§ Work instructions
Copy the data word for word, keeping every line.

───── Information supplied

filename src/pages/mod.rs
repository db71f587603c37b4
pub mod home;
pub mod not_found;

──────────

§ Final answer
filename src/pages/mod.rs
repository db71f587603c37b4
pub mod home;
pub mod not_found;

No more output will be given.